Trump’s plan hinged on the 1798 Alien Enemies Act, a statute originally created to allow the president to detain and deport foreign nationals during formal wars. According to a leaked internal memo obtained by The Guardian, Trump’s legal team believed it offered a loophole that could be exploited in today’s immigration fight.
A senior official from Trump’s America First Legal Foundation promoted the idea on X, writing that the law could be “activated under current national emergency conditions.” That post drew instant backlash from immigration lawyers and historians alike.

Chief Justice John Roberts, writing for the majority, warned that the statute “cannot be twisted into a tool for modern political expediency.” Justice Sonia Sotomayor, in a concurring opinion, said the attempt echoed “xenophobic episodes we swore never to repeat.”
A chilling DHS blueprint leaked to Rolling Stone revealed that Trump aides had prepared “war-readiness operations” involving ICE and National Guard coordination. The document included color-coded targeting maps of Latino communities in Texas, Arizona, and California.
A former DHS official, who spoke anonymously to NBC News, confirmed that “logistics were already being mapped out for early 2025 raids,” assuming Trump reclaimed office.
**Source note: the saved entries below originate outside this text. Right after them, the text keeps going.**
#![deny(
    unsafe_code,
    missing_docs,
    dead_code,
    unused_results,
    non_snake_case,
    unreachable_pub
)]

//! Deterministic analytics system that tallies runs from world events.

mod metrics;

use std::time::Duration;

use derivative_dash_core::{Command, Event, RunOutcome};
use serde::{Deserialize, Serialize};

pub use metrics::{answer_accuracy_bps, average_driving_speed, checkpoint_completion_bps};

/// Serializable summary of a single run.
#[derive(Clone, Debug, Default, PartialEq, Serialize, Deserialize)]
pub struct RunReport {
    /// Terminal outcome, or `None` while the run is still going.
    pub outcome: Option<RunOutcome>,
    /// Score at the time of the report.
    pub score: u32,
    /// Checkpoints answered correctly.
    pub checkpoints_passed: usize,
    /// Answers submitted by the player, including unparsable ones.
    pub answers_submitted: u32,
    /// Answers within tolerance.
    pub answers_accepted: u32,
    /// Answers outside tolerance.
    pub answers_rejected: u32,
    /// Submissions that were not numbers.
    pub answers_unparsable: u32,
    /// Times the player abandoned an answer.
    pub answers_cancelled: u32,
    /// Ticks observed since the run started.
    pub ticks: u64,
    /// Ticks in which the vehicle moved.
    pub ticks_driven: u64,
    /// Simulated seconds since the run started.
    pub elapsed_secs: f64,
    /// Horizontal distance covered by the vehicle.
    pub distance_travelled: f64,
    /// Highest speed reached.
    pub top_speed: f64,
}

/// Pure analytics system that follows the current run and keeps the last finished one.
#[derive(Debug, Default)]
pub struct SessionAnalytics {
    current: RunReport,
    elapsed: Duration,
    last_finished: Option<RunReport>,
}

impl SessionAnalytics {
    /// Creates a new analytics system with an empty tally.
    #[must_use]
    pub fn new() -> Self {
        Self::default()
    }

    /// Live report for the run in progress.
    #[must_use]
    pub fn current(&self) -> &RunReport {
        &self.current
    }

    /// Report of the most recent run that reached a terminal phase.
    #[must_use]
    pub fn last_finished(&self) -> Option<&RunReport> {
        self.last_finished.as_ref()
    }

    /// Consumes world events and the commands that produced them.
    ///
    /// Submissions are counted from `commands` so that attempts the world
    /// ignored still show up next to the verdicts reported in `events`.
    pub fn handle(&mut self, events: &[Event], commands: &[Command]) {
        for command in commands {
            if matches!(command, Command::SubmitAnswer) {
                self.current.answers_submitted = self.current.answers_submitted.saturating_add(1);
            }
        }

        for event in events {
            match event {
                Event::TimeAdvanced { dt } => {
                    self.current.ticks = self.current.ticks.saturating_add(1);
                    self.elapsed = self.elapsed.saturating_add(*dt);
                    self.current.elapsed_secs = self.elapsed.as_secs_f64();
                }
                Event::VehicleMoved { from, to, speed } => {
                    self.current.ticks_driven = self.current.ticks_driven.saturating_add(1);
                    self.current.distance_travelled += to.x - from.x;
                    self.current.top_speed = self.current.top_speed.max(*speed);
                }
                Event::SpeedChanged { speed } => {
                    self.current.top_speed = self.current.top_speed.max(*speed);
                }
                Event::AnswerAccepted { score, .. } => {
                    self.current.answers_accepted += 1;
                    self.current.checkpoints_passed += 1;
                    self.current.score = *score;
                }
                Event::AnswerRejected { .. } => self.current.answers_rejected += 1,
                Event::AnswerUnparsable { .. } => self.current.answers_unparsable += 1,
                Event::AnswerCancelled { .. } => self.current.answers_cancelled += 1,
                Event::RunFinished { outcome, score } => self.finish(*outcome, *score),
                Event::RunReset => {
                    self.current = RunReport::default();
                    self.elapsed = Duration::ZERO;
                }
                _ => {}
            }
        }
    }

    fn finish(&mut self, outcome: RunOutcome, score: u32) {
        self.current.outcome = Some(outcome);
        self.current.score = score;
        self.last_finished = Some(self.current.clone());
    }
}
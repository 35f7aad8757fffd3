use std::process::Command;

#[test]
fn cli_compiles_without_warnings() {
    let status = Command::new(env!("CARGO"))
        .current_dir(env!("CARGO_MANIFEST_DIR"))
        .args(["check", "--quiet", "--bin", "derivative-dash"])
        .status()
        .expect("failed to invoke cargo check for derivative-dash CLI binary");

    assert!(
        status.success(),
        "cargo check --bin derivative-dash should succeed"
    );
}
//! Text overlays drawn on top of the track.
//!
//! Layout is expressed in logical pixels and converted through
//! [`SceneMetrics`], so overlays scale together with the rest of the scene.

use derivative_dash_rendering::{
    palette, AnswerPromptPresentation, Color, GameOverPresentation, HudPresentation,
    MenuPresentation, MessagePresentation,
};
use glam::Vec2;

use crate::{draw_label, draw_panel, label_width, SceneMetrics};

const HUD_ORIGIN: Vec2 = Vec2::new(20.0, 32.0);
const HUD_LINE_HEIGHT: f32 = 26.0;
const HUD_FONT: f32 = 22.0;
const MESSAGE_FONT: f32 = 30.0;
const TITLE_FONT: f32 = 64.0;
const BODY_FONT: f32 = 26.0;
const HINT_FONT: f32 = 20.0;

pub(crate) fn draw_hud(hud: &HudPresentation, metrics: &SceneMetrics) {
    let lines = [
        (format!("{}: {}", hud.track_name, hud.formula), palette::TEXT),
        (format!("Score: {}", hud.score), palette::TEXT),
        (
            format!(
                "Checkpoints: {}/{}",
                hud.checkpoints_passed, hud.checkpoint_count
            ),
            palette::TEXT,
        ),
        (
            format!("Speed: {:.1} / {:.1}", hud.speed, hud.max_speed),
            palette::TEXT_DIM,
        ),
    ];

    for (row, (text, color)) in lines.iter().enumerate() {
        let baseline = HUD_ORIGIN + Vec2::new(0.0, row as f32 * HUD_LINE_HEIGHT);
        draw_label(
            text,
            metrics.to_screen(baseline),
            metrics.length(HUD_FONT),
            *color,
        );
    }
}

pub(crate) fn draw_message(message: &MessagePresentation, metrics: &SceneMetrics) {
    let size = metrics.logical_size();
    draw_panel(
        Vec2::new(size.x * 0.2, 140.0),
        Vec2::new(size.x * 0.6, 44.0),
        palette::PANEL,
        metrics,
    );
    draw_centered(&message.text, 172.0, MESSAGE_FONT, message.color, metrics);
}

pub(crate) fn draw_answer_prompt(prompt: &AnswerPromptPresentation, metrics: &SceneMetrics) {
    let size = metrics.logical_size();
    let panel_size = Vec2::new(420.0, 130.0);
    let top_left = Vec2::new((size.x - panel_size.x) / 2.0, size.y - panel_size.y - 30.0);
    draw_panel(top_left, panel_size, palette::PANEL, metrics);

    let question = format!("Slope at x ~ {:.0}:", prompt.checkpoint_x);
    draw_centered(&question, top_left.y + 32.0, BODY_FONT, palette::TEXT, metrics);

    let field_size = Vec2::new(260.0, 36.0);
    let field_origin = Vec2::new((size.x - field_size.x) / 2.0, top_left.y + 46.0);
    draw_panel(
        field_origin,
        field_size,
        Color::from_rgb_u8(30, 36, 56),
        metrics,
    );
    let typed = format!("{}_", prompt.pending_text);
    draw_centered(&typed, field_origin.y + 27.0, BODY_FONT, palette::TEXT, metrics);

    draw_centered(
        "Enter to submit, Esc to cancel",
        top_left.y + panel_size.y - 12.0,
        HINT_FONT,
        palette::TEXT_DIM,
        metrics,
    );
}

pub(crate) fn draw_game_over(panel: &GameOverPresentation, metrics: &SceneMetrics) {
    let size = metrics.logical_size();
    draw_panel(Vec2::ZERO, size, palette::PANEL, metrics);
    draw_centered(panel.title, size.y * 0.4, TITLE_FONT, panel.color(), metrics);
    draw_centered(
        &format!("Final score: {}", panel.score),
        size.y * 0.4 + 50.0,
        BODY_FONT,
        palette::TEXT,
        metrics,
    );
    draw_centered(
        "R to restart, Esc for menu",
        size.y * 0.4 + 90.0,
        HINT_FONT,
        palette::TEXT_DIM,
        metrics,
    );
}

pub(crate) fn draw_menu(menu: &MenuPresentation, metrics: &SceneMetrics) {
    let size = metrics.logical_size();
    draw_panel(Vec2::ZERO, size, palette::BACKGROUND.with_alpha(0.92), metrics);
    draw_centered(&menu.title, size.y * 0.3, TITLE_FONT, palette::TRACK, metrics);
    draw_centered(
        &menu.subtitle,
        size.y * 0.3 + 44.0,
        BODY_FONT,
        palette::TEXT_DIM,
        metrics,
    );

    for (row, (entry, selected)) in menu.entries.iter().enumerate() {
        let (label, color) = if *selected {
            (format!("> {} <", entry.label()), palette::VEHICLE)
        } else {
            (entry.label().to_owned(), palette::TEXT)
        };
        let baseline = size.y * 0.55 + row as f32 * 48.0;
        draw_centered(&label, baseline, BODY_FONT + 6.0, color, metrics);
    }

    draw_centered(
        "Up/Down to choose, Enter to confirm",
        size.y - 40.0,
        HINT_FONT,
        palette::TEXT_DIM,
        metrics,
    );
}

fn draw_centered(text: &str, baseline_y: f32, font: f32, color: Color, metrics: &SceneMetrics) {
    let font_size = metrics.length(font);
    let width = label_width(text, font_size);
    let center = metrics.to_screen(Vec2::new(metrics.logical_size().x / 2.0, baseline_y));
    let mut baseline = center;
    baseline.x -= width / 2.0;
    draw_label(text, baseline, font_size, color);
}
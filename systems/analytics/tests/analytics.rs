use std::{rc::Rc, time::Duration};

use derivative_dash_core::{Command, Event, Phase, RunOutcome, TrackCurve, TRACKS};
use derivative_dash_system_analytics::{
    answer_accuracy_bps, average_driving_speed, RunReport, SessionAnalytics,
};
use derivative_dash_system_answer::AnswerEvaluator;
use derivative_dash_world::{apply, query, World};

const FRAME: Duration = Duration::from_nanos(16_666_667);

struct Harness {
    world: World,
    analytics: SessionAnalytics,
}

impl Harness {
    fn new() -> Self {
        let track = TrackCurve::from_descriptor(TRACKS[0]).expect("valid track");
        Self {
            world: World::new(Rc::new(track), AnswerEvaluator::default()),
            analytics: SessionAnalytics::new(),
        }
    }

    fn run(&mut self, commands: Vec<Command>) {
        let mut events = Vec::new();
        for command in &commands {
            apply(&mut self.world, command.clone(), &mut events);
        }
        self.analytics.handle(&events, &commands);
    }

    fn drive_to_next_stop(&mut self) {
        for _ in 0..10_000 {
            self.run(vec![Command::Tick { dt: FRAME }]);
            if query::phase(&self.world) != Phase::Driving {
                return;
            }
        }
        panic!("vehicle never stopped");
    }

    fn type_answer(&mut self, text: &str) {
        let mut commands: Vec<Command> = text
            .chars()
            .map(|character| Command::AppendAnswerCharacter { character })
            .collect();
        commands.push(Command::SubmitAnswer);
        self.run(commands);
    }
}

#[test]
fn report_tracks_driving_and_verdicts() {
    let mut harness = Harness::new();
    harness.drive_to_next_stop();

    harness.type_answer("x");
    harness.type_answer("");
    let slope = format!("{:.3}", query::true_slope(&harness.world));
    harness.type_answer(&slope);

    let report = harness.analytics.current();
    assert_eq!(report.outcome, None);
    assert_eq!(report.answers_submitted, 3);
    assert_eq!(
        report.answers_unparsable, 2,
        "the stray letter never reaches the buffer, so both early submissions are empty"
    );
    assert_eq!(report.answers_accepted, 1);
    assert_eq!(report.score, 100);
    assert_eq!(report.ticks, 70);
    assert_eq!(report.ticks_driven, 70);
    assert!((report.distance_travelled - 140.0).abs() < 1e-3);
    assert_eq!(report.top_speed, 2.0);
    assert_eq!(answer_accuracy_bps(report), Some(10_000));
    let speed = average_driving_speed(report).expect("vehicle moved");
    assert!((speed - 2.0).abs() < 1e-6);
}

#[test]
fn crash_archives_report_with_outcome() {
    let mut harness = Harness::new();
    harness.drive_to_next_stop();
    harness.type_answer("-40");

    let finished = harness
        .analytics
        .last_finished()
        .expect("crash finishes the run")
        .clone();
    assert_eq!(finished.outcome, Some(RunOutcome::Crashed));
    assert_eq!(finished.answers_rejected, 1);
    assert_eq!(answer_accuracy_bps(&finished), Some(0));

    harness.run(vec![Command::ResetRun]);
    assert_eq!(harness.analytics.current(), &RunReport::default());
}

#[test]
fn report_serializes_with_screaming_outcome_tag() {
    let mut analytics = SessionAnalytics::new();
    analytics.handle(
        &[Event::RunFinished {
            outcome: RunOutcome::TrackEnded,
            score: 300,
        }],
        &[],
    );

    let json = serde_json::to_value(analytics.current()).expect("serializable report");
    assert_eq!(json["outcome"], "TRACK_ENDED");
    assert_eq!(json["score"], 300);
}
use std::{fs, process::Command};

fn derivative_dash() -> Command {
    let mut command = Command::new(env!("CARGO_BIN_EXE_derivative-dash"));
    let _ = command.env("RUST_LOG", "warn");
    command
}

#[test]
fn autopilot_wins_and_reports_json() {
    let output = derivative_dash()
        .args(["--headless", "--autopilot", "--seed", "5", "--summary", "json"])
        .output()
        .expect("failed to run derivative-dash");
    assert!(output.status.success(), "{output:?}");

    let summary: serde_json::Value =
        serde_json::from_slice(&output.stdout).expect("stdout is a json document");
    assert_eq!(summary["outcome"], "VICTORY");
    assert_eq!(summary["score"], 400);
    assert_eq!(summary["checkpoints_passed"], 4);
    assert_eq!(summary["answer_accuracy_bps"], 10_000);
    assert_eq!(summary["seed"], 5);
    assert_eq!(summary["track"], "Sinusoid");
}

#[test]
fn unattended_run_stops_at_tick_budget() {
    let output = derivative_dash()
        .args(["--headless", "--max-ticks", "300"])
        .output()
        .expect("failed to run derivative-dash");
    assert!(output.status.success(), "{output:?}");

    let stdout = String::from_utf8(output.stdout).expect("utf-8 output");
    assert!(stdout.contains("outcome: UNFINISHED"), "{stdout}");
    assert!(stdout.contains("score: 0"), "{stdout}");
    assert!(stdout.contains("ticks: 300"), "{stdout}");
}

#[test]
fn config_file_is_overridden_by_flags() {
    let dir = std::env::temp_dir().join(format!("derivative-dash-{}", std::process::id()));
    fs::create_dir_all(&dir).expect("temp dir");
    let path = dir.join("game.toml");
    fs::write(
        &path,
        "headless = true\nautopilot = true\nsummary = \"json\"\ntolerance = 0.1\n",
    )
    .expect("write config");

    let output = derivative_dash()
        .arg("--config")
        .arg(&path)
        .args(["--tolerance", "0.75"])
        .output()
        .expect("failed to run derivative-dash");
    let _ = fs::remove_dir_all(&dir);
    assert!(output.status.success(), "{output:?}");

    let summary: serde_json::Value =
        serde_json::from_slice(&output.stdout).expect("stdout is a json document");
    assert_eq!(summary["tolerance"], 0.75);
    assert_eq!(summary["outcome"], "VICTORY");
}

#[test]
fn invalid_tolerance_fails_with_message() {
    let output = derivative_dash()
        .args(["--headless", "--tolerance", "0"])
        .output()
        .expect("failed to run derivative-dash");
    assert!(!output.status.success());
    let stderr = String::from_utf8_lossy(&output.stderr);
    assert!(stderr.contains("tolerance"), "{stderr}");
}

#[test]
fn unknown_track_fails() {
    let output = derivative_dash()
        .args(["--headless", "--track", "7"])
        .output()
        .expect("failed to run derivative-dash");
    assert!(!output.status.success());
}
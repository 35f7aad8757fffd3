#![deny(
    unsafe_code,
    missing_docs,
    dead_code,
    unused_results,
    non_snake_case,
    unreachable_pub
)]

//! Core contracts shared across the Derivative Dash engine.
//!
//! This crate defines the message surface that connects adapters, the
//! authoritative world, and pure systems. Adapters submit [`Command`] values
//! describing desired mutations, the world executes those commands via its
//! `apply` entry point, and then broadcasts [`Event`] values for systems to
//! react to deterministically. Systems consume event streams, query immutable
//! snapshots, and respond exclusively with new command batches.
//!
//! The mathematical track ([`TrackCurve`]) and the scrolling camera
//! ([`Camera`]) also live here because the world, the systems and the
//! rendering adapters all need the same definitions.

use std::{rc::Rc, time::Duration};

use serde::{Deserialize, Serialize};

pub mod camera;
pub mod track;

pub use camera::{Camera, Viewport};
pub use track::{track_descriptor, TrackCurve, TrackDescriptor, TrackError, TRACKS};

/// Canonical banner emitted when the experience boots.
pub const WELCOME_BANNER: &str = "Derivative Dash";

/// Number of simulation ticks per second; one tick equals one frame unit of motion.
pub const SIMULATION_RATE_HZ: u32 = 60;

/// Distance past the start of the domain where every run begins.
pub const START_OFFSET: f64 = 50.0;

/// Speed assigned to the vehicle when a run starts or a checkpoint is cleared.
pub const START_SPEED: f64 = 2.0;

/// Lowest speed reachable through deceleration.
pub const MIN_SPEED: f64 = 1.0;

/// Highest speed reachable through acceleration.
pub const MAX_SPEED: f64 = 8.0;

/// Speed change applied per accelerate/decelerate action.
pub const SPEED_STEP: f64 = 0.1;

/// Distance before a checkpoint at which the vehicle stops for an answer.
pub const CHECKPOINT_PROXIMITY: f64 = 10.0;

/// Distance before the end of the domain at which a run is finished.
pub const END_OF_TRACK_MARGIN: f64 = 50.0;

/// Points awarded for every correctly answered checkpoint.
pub const CHECKPOINT_REWARD: u32 = 100;

/// Default maximum absolute error accepted for a correct answer.
pub const DEFAULT_ANSWER_TOLERANCE: f64 = 0.5;

/// Maximum number of characters held by the answer buffer.
pub const ANSWER_BUFFER_CAPACITY: usize = 10;

/// Duration a transient message stays visible.
pub const MESSAGE_LIFETIME: Duration = Duration::from_secs(5);

/// Converts an elapsed duration into frame units at [`SIMULATION_RATE_HZ`].
#[must_use]
pub fn frame_units(dt: Duration) -> f64 {
    dt.as_secs_f64() * f64::from(SIMULATION_RATE_HZ)
}

/// Reports whether a character may be typed into the answer buffer.
#[must_use]
pub const fn is_answer_character(character: char) -> bool {
    matches!(character, '0'..='9' | '.' | '-')
}

/// Commands that express all permissible world mutations.
#[derive(Clone, Debug)]
pub enum Command {
    /// Advances the simulation clock by the provided delta time.
    Tick {
        /// Duration of simulated time that elapsed since the previous tick.
        dt: Duration,
    },
    /// Appends a character to the pending answer while a checkpoint awaits an answer.
    AppendAnswerCharacter {
        /// Character typed by the player.
        character: char,
    },
    /// Removes the last character of the pending answer.
    EraseAnswerCharacter,
    /// Abandons the pending answer and resumes driving.
    CancelAnswer,
    /// Submits the pending answer for evaluation.
    SubmitAnswer,
    /// Requests a change of the vehicle's speed while driving.
    AdjustSpeed {
        /// Signed speed delta; positive values accelerate.
        delta: f64,
    },
    /// Reinitializes the run on the current track.
    ResetRun,
    /// Reinitializes the run on a different track.
    LoadTrack {
        /// Track shared with the run after the reset.
        track: Rc<TrackCurve>,
    },
}

/// Events broadcast by the world after processing commands.
#[derive(Clone, Debug, PartialEq)]
pub enum Event {
    /// Indicates that the simulation clock advanced.
    TimeAdvanced {
        /// Duration of simulated time that elapsed in the tick.
        dt: Duration,
    },
    /// Confirms that the vehicle moved along the track.
    VehicleMoved {
        /// Position occupied before the move.
        from: WorldPoint,
        /// Position occupied after the move.
        to: WorldPoint,
        /// Speed in world units per frame during the move.
        speed: f64,
    },
    /// Announces that the vehicle stopped at a checkpoint and awaits an answer.
    CheckpointReached {
        /// Checkpoint the vehicle stopped at.
        index: CheckpointIndex,
        /// World x-coordinate of the checkpoint.
        position: f64,
    },
    /// Confirms that a submitted answer was within tolerance.
    AnswerAccepted {
        /// Checkpoint that was cleared.
        index: CheckpointIndex,
        /// Value submitted by the player.
        answer: f64,
        /// Analytic slope the answer was compared against.
        true_slope: f64,
        /// Score after the reward was granted.
        score: u32,
    },
    /// Reports that a submitted answer was outside tolerance and crashed the vehicle.
    AnswerRejected {
        /// Checkpoint where the run ended.
        index: CheckpointIndex,
        /// Value submitted by the player.
        answer: f64,
        /// Analytic slope the answer was compared against.
        true_slope: f64,
    },
    /// Reports that the submitted text was not a number.
    AnswerUnparsable {
        /// Checkpoint still awaiting an answer.
        index: CheckpointIndex,
    },
    /// Reports that the player abandoned the pending answer.
    AnswerCancelled {
        /// Checkpoint that was awaiting an answer.
        index: CheckpointIndex,
    },
    /// Reports the new length of the pending answer after an edit.
    AnswerBufferChanged {
        /// Number of characters in the buffer.
        length: usize,
    },
    /// Confirms that the vehicle's speed changed on request.
    SpeedChanged {
        /// Speed after the adjustment.
        speed: f64,
    },
    /// Announces a phase transition of the run.
    PhaseChanged {
        /// Phase left by the transition.
        from: Phase,
        /// Phase entered by the transition.
        to: Phase,
    },
    /// Announces that the vehicle crashed.
    VehicleCrashed {
        /// Position of the vehicle at the moment of the crash.
        position: WorldPoint,
    },
    /// Announces that the run reached a terminal phase.
    RunFinished {
        /// Terminal outcome of the run.
        outcome: RunOutcome,
        /// Final score.
        score: u32,
    },
    /// Confirms that every run field was reinitialized.
    RunReset,
}

/// Discrete state of a game run.
#[derive(Clone, Copy, Debug, PartialEq, Eq, Hash, Serialize, Deserialize)]
pub enum Phase {
    /// The vehicle moves along the track.
    Driving,
    /// The vehicle is parked at a checkpoint waiting for the derivative.
    AwaitingAnswer,
    /// A wrong answer crashed the vehicle.
    Crashed,
    /// Every checkpoint was cleared and the end of the track was reached.
    Victory,
    /// The end of the track was reached with checkpoints outstanding.
    TrackEnded,
}

impl Phase {
    /// Returns `true` when the run can only be left through a reset.
    #[must_use]
    pub const fn is_terminal(self) -> bool {
        matches!(self, Self::Crashed | Self::Victory | Self::TrackEnded)
    }

    /// Terminal outcome associated with the phase, if any.
    #[must_use]
    pub const fn outcome(self) -> Option<RunOutcome> {
        match self {
            Self::Crashed => Some(RunOutcome::Crashed),
            Self::Victory => Some(RunOutcome::Victory),
            Self::TrackEnded => Some(RunOutcome::TrackEnded),
            Self::Driving | Self::AwaitingAnswer => None,
        }
    }
}

/// Terminal outcome tag reported when a run finishes.
#[derive(Clone, Copy, Debug, PartialEq, Eq, Hash, Serialize, Deserialize)]
#[serde(rename_all = "SCREAMING_SNAKE_CASE")]
pub enum RunOutcome {
    /// A wrong answer crashed the vehicle.
    Crashed,
    /// Every checkpoint was cleared.
    Victory,
    /// The track ended before every checkpoint was cleared.
    TrackEnded,
}

impl RunOutcome {
    /// Upper-case tag used by reports.
    #[must_use]
    pub const fn tag(self) -> &'static str {
        match self {
            Self::Crashed => "CRASHED",
            Self::Victory => "VICTORY",
            Self::TrackEnded => "TRACK_ENDED",
        }
    }
}

/// Zero-based index of a checkpoint along the track.
#[derive(
    Clone, Copy, Debug, PartialEq, Eq, Hash, PartialOrd, Ord, Serialize, Deserialize, Default,
)]
pub struct CheckpointIndex(usize);

impl CheckpointIndex {
    /// Creates a new checkpoint index with the provided numeric value.
    #[must_use]
    pub const fn new(value: usize) -> Self {
        Self(value)
    }

    /// Retrieves the numeric representation of the index.
    #[must_use]
    pub const fn get(&self) -> usize {
        self.0
    }

    /// Index of the checkpoint that follows this one.
    #[must_use]
    pub const fn next(self) -> Self {
        Self(self.0 + 1)
    }
}

/// Point expressed in world coordinates; larger `y` is higher on the track.
#[derive(Clone, Copy, Debug, PartialEq, Default, Serialize, Deserialize)]
pub struct WorldPoint {
    /// Horizontal world coordinate.
    pub x: f64,
    /// Vertical world coordinate.
    pub y: f64,
}

impl WorldPoint {
    /// Creates a new world point.
    #[must_use]
    pub const fn new(x: f64, y: f64) -> Self {
        Self { x, y }
    }

    /// Linearly interpolates towards `other` by `t` in `0.0..=1.0`.
    #[must_use]
    pub fn lerp(self, other: WorldPoint, t: f64) -> Self {
        Self {
            x: self.x + (other.x - self.x) * t,
            y: self.y + (other.y - self.y) * t,
        }
    }
}

/// Category of a transient message, used by renderers to pick a tint.
#[derive(Clone, Copy, Debug, PartialEq, Eq, Hash, Serialize, Deserialize)]
pub enum MessageKind {
    /// Question shown when the vehicle reaches a checkpoint.
    Prompt,
    /// Confirmation of a correct answer.
    Success,
    /// Crash or failed run.
    Failure,
    /// Neutral notice such as an invalid number or a cancelled answer.
    Info,
    /// Run completed with every checkpoint cleared.
    Victory,
}

/// Most recent message issued by the world.
#[derive(Clone, Debug, PartialEq)]
pub struct RunMessage {
    /// Text shown to the player.
    pub text: String,
    /// Category of the message.
    pub kind: MessageKind,
    /// Session clock reading at the moment the message was issued.
    pub issued_at: Duration,
}

impl RunMessage {
    /// Reports whether the message is still within its display window.
    #[must_use]
    pub fn is_visible_at(&self, now: Duration) -> bool {
        now.saturating_sub(self.issued_at) < MESSAGE_LIFETIME
    }
}

/// Immutable representation of the vehicle's state used for queries.
#[derive(Clone, Copy, Debug, PartialEq)]
pub struct VehicleSnapshot {
    /// Current position on the track.
    pub position: WorldPoint,
    /// Current speed in world units per frame.
    pub speed: f64,
    /// Upper speed limit.
    pub max_speed: f64,
    /// Whether the vehicle crashed.
    pub crashed: bool,
    /// Whether the vehicle is parked at a checkpoint.
    pub waiting: bool,
}

/// Player intentions gathered by adapters, independent of the input device.
#[derive(Clone, Copy, Debug, PartialEq, Eq, Hash)]
pub enum PlayerAction {
    /// A printable character was typed.
    Character(char),
    /// Remove the last typed character.
    Backspace,
    /// Submit the typed answer.
    Submit,
    /// Cancel the answer, or leave a finished run.
    Cancel,
    /// Increase speed while driving.
    Accelerate,
    /// Decrease speed while driving.
    Decelerate,
    /// Restart a finished run.
    Restart,
}

impl PlayerAction {
    /// Whether the action is reported for as long as its key is held, and so
    /// applies once per simulation tick rather than once per frame.
    #[must_use]
    pub const fn is_held(self) -> bool {
        matches!(self, Self::Accelerate | Self::Decelerate)
    }
}

#[cfg(test)]
mod tests {
    use super::*;

    #[test]
    fn terminal_phases_report_outcomes() {
        assert!(!Phase::Driving.is_terminal());
        assert!(!Phase::AwaitingAnswer.is_terminal());
        assert_eq!(Phase::Crashed.outcome(), Some(RunOutcome::Crashed));
        assert_eq!(Phase::Victory.outcome(), Some(RunOutcome::Victory));
        assert_eq!(Phase::TrackEnded.outcome(), Some(RunOutcome::TrackEnded));
        assert_eq!(Phase::AwaitingAnswer.outcome(), None);
    }

    #[test]
    fn only_speed_actions_are_held() {
        assert!(PlayerAction::Accelerate.is_held());
        assert!(PlayerAction::Decelerate.is_held());
        assert!(!PlayerAction::Submit.is_held());
        assert!(!PlayerAction::Character('1').is_held());
    }

    #[test]
    fn outcome_serializes_as_screaming_tag() {
        let json = serde_json::to_string(&RunOutcome::TrackEnded).expect("serialize");
        assert_eq!(json, "\"TRACK_ENDED\"");
        assert_eq!(RunOutcome::TrackEnded.tag(), "TRACK_ENDED");
    }

    #[test]
    fn answer_characters_are_digits_point_and_minus() {
        for character in "0123456789.-".chars() {
            assert!(is_answer_character(character));
        }
        for character in "+eE ,a".chars() {
            assert!(!is_answer_character(character));
        }
    }

    #[test]
    fn frame_units_scale_with_simulation_rate() {
        let one_tick = Duration::from_secs_f64(1.0 / 60.0);
        assert!((frame_units(one_tick) - 1.0).abs() < 1e-9);
        assert!((frame_units(Duration::from_millis(500)) - 30.0).abs() < 1e-9);
    }

    #[test]
    fn messages_expire_after_lifetime() {
        let message = RunMessage {
            text: "hello".to_owned(),
            kind: MessageKind::Info,
            issued_at: Duration::from_secs(2),
        };
        assert!(message.is_visible_at(Duration::from_secs(2)));
        assert!(message.is_visible_at(Duration::from_millis(6_999)));
        assert!(!message.is_visible_at(Duration::from_secs(7)));
    }

    #[test]
    fn world_point_lerp_interpolates_both_axes() {
        let start = WorldPoint::new(0.0, 10.0);
        let end = WorldPoint::new(4.0, 16.0);
        assert_eq!(start.lerp(end, 0.5), WorldPoint::new(2.0, 13.0));
    }
}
In one emotional tweet, Senator Alex Padilla called the plan “a racist resurrection of dead law.” His full statement on the Senate floor, now going viral, compared the move to Japanese internment policies of WWII.
The Court’s decision followed mounting public pressure after a segment on MSNBC’s The ReidOut featured historian Erika Lee, who warned that using the Alien Enemies Act would “blow open authoritarian precedent.”

Immigrant rights group United We Dream rallied outside the Court with signs reading “We Are Not Your War Enemies.” Their livestream on Instagram drew over 150,000 viewers in 24 hours.
Trump, speaking at a rally in Grand Rapids, Michigan, doubled down. “They’re protecting illegals more than Americans,” he said. His full comments were posted on RSBN’s Twitter feed, drawing both cheers and condemnation.
Legal scholars at ACS now warn that this may not be Trump’s last attempt to rework ancient laws for modern crackdowns. “This was just a test run,” wrote Yale Law Professor Reva Siegel in a widely-shared New Yorker essay.
Meanwhile, the ACLU has filed FOIA requests to uncover more documents related to ICE’s planning phase. They believe additional orders, emails, and deployment maps remain undisclosed.
Civil rights lawyer Sherrilyn Ifill told The New York Times, “This was not about law. It was about weaponizing fear.” That quote now anchors the homepage of the Southern Poverty Law Center.